Ce n’est pas tout. Il y a une justice en France, du moins pour les particuliers. Elle a des façons tout à fait indiscrètes de se mêler de vos affaires. Les policiers, qui ont manqué Gaétan Béreuil, se dédommagent en faisant les premières constatations ; le prétendu suicide leur est tout de suite suspect : le coup a été tiré d’un peu trop loin pour être un coup qu’on se tire à soi-même. C’est alors qu’intervient la déposition de Baptiste. Il raconte la scène dont le hasard, dit-il, l’a fait le seul témoin. Comme son maître avait saisi son revolver, il s’est jeté sur lui ; l’arme, dans la lutte, s’est déchargée : cela explique que le coup n’ait pas été tiré à bout portant. Ce Baptiste ment comme un arracheur de dents. Ce témoin porte un faux témoignage.
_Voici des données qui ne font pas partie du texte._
impl<H: Hal> Radio<H> {
    /// Create a radio in TRX_OFF
    ///
    /// # Arguments
    ///
    /// * `hal` - Host services implementation
    /// * `config` - Clock, bit rate and link-quality seed
    pub fn new(hal: H, config: RadioConfig) -> Self {
        let mut radio = Self {
            hal,
            cycles_per_byte: config.cycles_per_byte(),
            config,
            mode: RadioMode::TrxOff,
            tx: Transmitter::default(),
            rx: Receiver::default(),
            pending_ack: PendingAck::NotRequested,
            ack_epoch: 0,
            ack_to_send: None,
            dsn: 0,
            last_crc_ok: false,
            frame_retries: 0,
            csma_retries: 0,
            cca_in_flight: 0,
            wake_pending: false,
            rng: StdRng::seed_from_u64(config.seed),
        };
        radio.reset();
        radio
    }

    // ------------------------------------------------------------------
    // Accessors
    // ------------------------------------------------------------------

    pub fn mode(&self) -> RadioMode {
        self.mode
    }

    pub fn pending_ack(&self) -> PendingAck {
        self.pending_ack
    }

    /// CRC outcome of the most recently received frame
    pub fn last_crc_ok(&self) -> bool {
        self.last_crc_ok
    }

    /// Sequence number of a received frame that will be acknowledged
    pub fn ack_to_send(&self) -> Option<u8> {
        self.ack_to_send
    }

    /// Retry limits latched by the last TX_ARET_ON (frame, CSMA)
    pub fn retry_limits(&self) -> (u8, u8) {
        (self.frame_retries, self.csma_retries)
    }

    pub fn is_transmitting(&self) -> bool {
        self.tx.active
    }

    pub fn is_receiving(&self) -> bool {
        self.rx.active
    }

    pub fn tx_state(&self) -> TxState {
        self.tx.state
    }

    pub fn rx_state(&self) -> RxState {
        self.rx.state
    }

    pub fn config(&self) -> &RadioConfig {
        &self.config
    }

    pub fn cycles_per_byte(&self) -> u64 {
        self.cycles_per_byte
    }

    pub fn hal(&self) -> &H {
        &self.hal
    }

    pub fn hal_mut(&mut self) -> &mut H {
        &mut self.hal
    }

    pub fn into_hal(self) -> H {
        self.hal
    }

    /// Output power in dBm from `PHY_TX_PWR[3:0]`
    pub fn tx_power_dbm(&self) -> f64 {
        power::tx_power_dbm(self.hal.read_data_byte(PHY_TX_PWR))
    }

    /// Channel number from `PHY_CC_CCA[4:0]`
    pub fn channel(&self) -> u8 {
        self.hal.read_data_byte(PHY_CC_CCA) & PHY_CC_CCA_CHANNEL_MASK
    }

    /// Carrier frequency of the current channel
    pub fn frequency_mhz(&self) -> f64 {
        FIRST_CHANNEL_MHZ + CHANNEL_SPACING_MHZ * (self.channel() as f64 - FIRST_CHANNEL as f64)
    }

    // ------------------------------------------------------------------
    // Register interface
    // ------------------------------------------------------------------

    /// Handle a firmware write to data memory
    ///
    /// Writes to the transceiver control registers trigger their side effects
    /// before the value is stored. Returns the value actually latched.
    pub fn write_register(&mut self, addr: u16, value: u8) -> u8 {
        let latched = match addr {
            TRX_STATE => match Command::from_code(value) {
                Some(cmd) => self.apply_command(cmd) | (value & !TRX_STATE_CMD_MASK),
                None => {
                    log::warn!("Invalid TRX_CMD 0x{value:02X}, treated as NOP");
                    self.publish_status();
                    value
                }
            },
            PHY_ED_LEVEL => self.apply_command(Command::CcaRequest),
            PHY_CC_CCA if value & PHY_CC_CCA_REQUEST != 0 => {
                let ed = self.apply_command(Command::CcaRequest);
                self.hal.write_data_byte(PHY_ED_LEVEL, ed);
                value & !PHY_CC_CCA_REQUEST
            }
            TRXPR => {
                let previous = self.hal.read_data_byte(TRXPR);
                if value & TRXPR_TRXRST != 0 {
                    self.reset();
                }
                if (previous ^ value) & TRXPR_SLPTR != 0 {
                    self.pin_change_sleep(value & TRXPR_SLPTR != 0);
                }
                value & !TRXPR_TRXRST
            }
            IRQ_STATUS => {
                let status = IrqFlags::from_bits_truncate(self.hal.read_data_byte(IRQ_STATUS));
                status.clear_written(value).bits()
            }
            _ => value,
        };
        self.hal.write_data_byte(addr, latched);
        latched
    }

    /// Read data memory
    pub fn read_register(&self, addr: u16) -> u8 {
        self.hal.read_data_byte(addr)
    }

    // ------------------------------------------------------------------
    // Commands
    // ------------------------------------------------------------------

    /// Apply a state command
    ///
    /// Returns the byte to latch into `TRX_STATE`: the command code, with
    /// TRAC_STATUS set to INVALID for TX_ARET_ON. A CCA request returns the
    /// energy-detect estimate for `PHY_ED_LEVEL` instead and leaves the mode
    /// alone.
    pub fn apply_command(&mut self, cmd: Command) -> u8 {
        let mut latched = cmd.code().unwrap_or(0);
        log::debug!("Command {cmd:?} in {}", self.mode);

        match cmd {
            Command::CcaRequest => return self.request_cca(),
            Command::Nop => {}
            Command::TxStart => {
                self.mode = RadioMode::BusyTx;
                self.ack_to_send = None;
                self.begin_transmit_role();
            }
            Command::ForceTrxOff | Command::TrxOff => {
                self.mode = RadioMode::TrxOff;
                self.stop_units();
            }
            Command::ForcePllOn | Command::TxOn => {
                self.mode = RadioMode::PllOn;
            }
            Command::RxOn => {
                self.mode = RadioMode::RxOn;
                self.begin_receive_role();
            }
            Command::RxAackOn => {
                self.mode = RadioMode::RxAackOn;
                if self.pending_ack.is_awaiting() {
                    log::debug!("RX_AACK_ON abandons the awaited ACK");
                }
                self.pending_ack = PendingAck::NotRequested;
                self.begin_receive_role();
            }
            Command::TxAretOn => {
                self.mode = RadioMode::BusyTxAret;
                self.ack_to_send = None;
                let xah = self.hal.read_data_byte(XAH_CTRL_0);
                self.frame_retries = (xah & 0xF0) >> 4;
                self.csma_retries = (xah & 0x0E) >> 1;
                log::debug!(
                    "Frame retries {}, CSMA retries {}",
                    self.frame_retries,
                    self.csma_retries
                );
                latched |= TracStatus::Invalid.bits();
                self.begin_transmit_role();
            }
        }

        self.publish_status();
        latched
    }

    /// Stop the receiver if needed and start the transmitter.
    fn begin_transmit_role(&mut self) {
        if self.rx.active {
            self.rx_shutdown();
        }
        if !self.tx.active {
            self.tx_startup();
        }
    }

    /// Stop the transmitter if needed and start the receiver.
    fn begin_receive_role(&mut self) {
        if self.tx.active {
            self.tx_shutdown();
        }
        if !self.rx.active {
            self.rx_startup();
        }
    }

    fn stop_units(&mut self) {
        if self.tx.active {
            self.tx_shutdown();
        }
        if self.rx.active {
            self.rx_shutdown();
        }
    }

    /// Start a CCA / energy detection and return the immediate ED estimate.
    fn request_cca(&mut self) -> u8 {
        let status = self.hal.read_data_byte(TRX_STATUS);
        self.hal
            .write_data_byte(TRX_STATUS, status & !(TRX_STATUS_CCA_DONE | TRX_STATUS_CCA_STATUS));
        self.cca_in_flight = self.cca_in_flight.saturating_add(1);
        self.schedule(RadioEvent::CcaDone);
        (self.hal.read_data_byte(PHY_RSSI) & PHY_RSSI_MASK) * 3
    }

    // ------------------------------------------------------------------
    // Sleep pin and reset
    // ------------------------------------------------------------------

    /// Handle an edge of the SLPTR line
    pub fn pin_change_sleep(&mut self, raised: bool) {
        log::debug!("SLPTR {} in {}", if raised { "raised" } else { "lowered" }, self.mode);

        if raised {
            match self.mode {
                RadioMode::TrxOff => {
                    self.stop_units();
                    self.hal.transition(PowerState::Off);
                    self.mode = RadioMode::Sleep;
                }
                RadioMode::PllOn => {
                    self.mode = RadioMode::BusyTx;
                    self.ack_to_send = None;
                    self.begin_transmit_role();
                }
                RadioMode::BusyTxAret => {}
                other => log::warn!("SLPTR raised in unexpected state {other}"),
            }
        } else {
            match self.mode {
                RadioMode::Sleep => {
                    self.stop_units();
                    self.hal.transition(PowerState::Idle);
                    if self.wake_pending {
                        log::warn!("Wake-up already scheduled");
                    } else {
                        self.wake_pending = true;
                        self.schedule(RadioEvent::WakeUp);
                    }
                }
                other => log::debug!("SLPTR lowered while not sleeping ({other})"),
            }
        }

        self.publish_status();
    }

    /// Return to TRX_OFF with both units stopped and no transaction pending.
    pub fn reset(&mut self) {
        log::debug!("Radio reset");
        self.mode = RadioMode::TrxOff;
        self.pending_ack = PendingAck::NotRequested;
        self.ack_to_send = None;
        self.last_crc_ok = false;
        self.cca_in_flight = 0;
        self.wake_pending = false;
        self.stop_units();
        self.tx.state = TxState::Wait;
        self.rx.state = RxState::SfdScan;
        self.publish_status();
    }

    // ------------------------------------------------------------------
    // Timed events
    // ------------------------------------------------------------------

    fn schedule(&mut self, event: RadioEvent) {
        let delay = event.delay_cycles(self.cycles_per_byte);
        log::debug!("Scheduling {} in {delay} cycles", event.name());
        self.hal.schedule(event, delay);
    }

    /// Deliver a timed event previously handed to the scheduler
    ///
    /// Events that no longer apply (reset in between, ACK already resolved,
    /// newer transmission) are ignored.
    pub fn fire(&mut self, event: RadioEvent) {
        match event {
            RadioEvent::CcaDone => self.cca_done(),
            RadioEvent::WakeUp => self.wake_up(),
            RadioEvent::AckTimeout { epoch } => self.ack_timeout(epoch),
        }
    }

    fn cca_done(&mut self) {
        if self.cca_in_flight == 0 {
            log::debug!("Stale CCA completion ignored");
            return;
        }
        self.cca_in_flight -= 1;

        let rssi = self.hal.read_data_byte(PHY_RSSI) & PHY_RSSI_MASK;
        let threshold = (self.hal.read_data_byte(CCA_THRES) & CCA_THRES_ED_MASK) << 1;
        let busy = rssi > threshold;

        let low = self.hal.read_data_byte(TRX_STATUS) & !(TRX_STATUS_CCA_DONE | TRX_STATUS_CCA_STATUS);
        let flags = if busy {
            TRX_STATUS_CCA_DONE
        } else {
            TRX_STATUS_CCA_DONE | TRX_STATUS_CCA_STATUS
        };
        self.hal.write_data_byte(TRX_STATUS, flags | low);
        log::debug!("CCA done: rssi {rssi}, threshold {threshold}, busy {busy}");
        self.raise(InterruptVector::CcaEdDone);
    }

    fn wake_up(&mut self) {
        if !self.wake_pending {
            log::debug!("Stale wake-up ignored");
            return;
        }
        self.wake_pending = false;
        self.mode = RadioMode::TrxOff;
        self.publish_status();
        self.raise(InterruptVector::Awake);
    }

    fn ack_timeout(&mut self, epoch: u32) {
        if !self.pending_ack.is_awaiting() || epoch != self.ack_epoch {
            return;
        }
        log::info!("No ACK received, transaction failed");
        self.pending_ack = PendingAck::Failed;
        self.hal.write_data_byte(TRX_STATE, TracStatus::NoAck.bits());
        self.mode = RadioMode::TxAretOn;
        self.publish_status();
        self.tx.state = TxState::Wait;
        if self.rx.active {
            self.rx_shutdown();
        } else {
            log::warn!("Receiver not active at ACK timeout");
        }
        self.raise(InterruptVector::TxEnd);
    }

    // ------------------------------------------------------------------
    // Shared helpers
    // ------------------------------------------------------------------

    /// Write the mode to `TRX_STATUS`, clearing the CCA flags.
    fn publish_status(&mut self) {
        self.hal.write_data_byte(TRX_STATUS, self.mode.status_code());
    }

    /// Write the mode to `TRX_STATUS[4:0]`, keeping the upper flag bits.
    fn publish_status_preserving(&mut self) {
        let flags = self.hal.read_data_byte(TRX_STATUS) & TRX_STATUS_FLAGS_MASK;
        self.hal
            .write_data_byte(TRX_STATUS, self.mode.status_code() | flags);
    }

    /// Latch the flag in `IRQ_STATUS` and post the vector.
    fn raise(&mut self, vector: InterruptVector) {
        let status = self.hal.read_data_byte(IRQ_STATUS) | IrqFlags::from(vector).bits();
        self.hal.write_data_byte(IRQ_STATUS, status);
        log::debug!("{} interrupt", vector.name());
        self.hal.post_interrupt(vector);
    }
}
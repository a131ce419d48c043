//! # Octet Bit Order
//!
//! The 802.15.4 PHY transmits every octet least-significant bit first, while
//! the frame check sequence is defined over the natural bit order. The radio
//! therefore bit-reverses each octet before feeding the CRC register and
//! reverses the CRC octets again before they go on the air.
//!
//! ```rust
//! use rfa1_radio::util::bitrev::{rev8, REVERSE_BITS};
//!
//! assert_eq!(rev8(0x01), 0x80);
//! assert_eq!(REVERSE_BITS[0x7A], 0x5E);
//! ```

const fn build_table() -> [u8; 256] {
    let mut table = [0u8; 256];
    let mut octet = 0usize;
    while octet < table.len() {
        table[octet] = (octet as u8).reverse_bits();
        octet += 1;
    }
    table
}

/// Transmission bit-reversal table, indexed by the natural octet.
pub static REVERSE_BITS: [u8; 256] = build_table();

/// Mirror an octet between wire order and CRC order.
#[inline]
pub fn rev8(octet: u8) -> u8 {
    REVERSE_BITS[usize::from(octet)]
}

/// Mirror a CRC register value; the reversed low octet becomes the high one.
#[inline]
pub fn rev16(value: u16) -> u16 {
    let [hi, lo] = value.to_be_bytes();
    u16::from_be_bytes([rev8(lo), rev8(hi)])
}

/// Wire-order copy of a PSDU, as the CRC engine consumes it
pub fn rev8_vec(octets: &[u8]) -> Vec<u8> {
    octets.iter().copied().map(rev8).collect()
}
Mais c’est un faux témoignage pour le bon motif. Ni Séverin, ni Messénis, ni Juliane, ni aucun des spectateurs qui, en Espagne et en France, ont applaudi et applaudissent chaque soir la pièce de M. Hervieu, ne démentira ce héros de la déposition fausse. Nous tous, tant que nous sommes, nous passons au rang de faux témoins.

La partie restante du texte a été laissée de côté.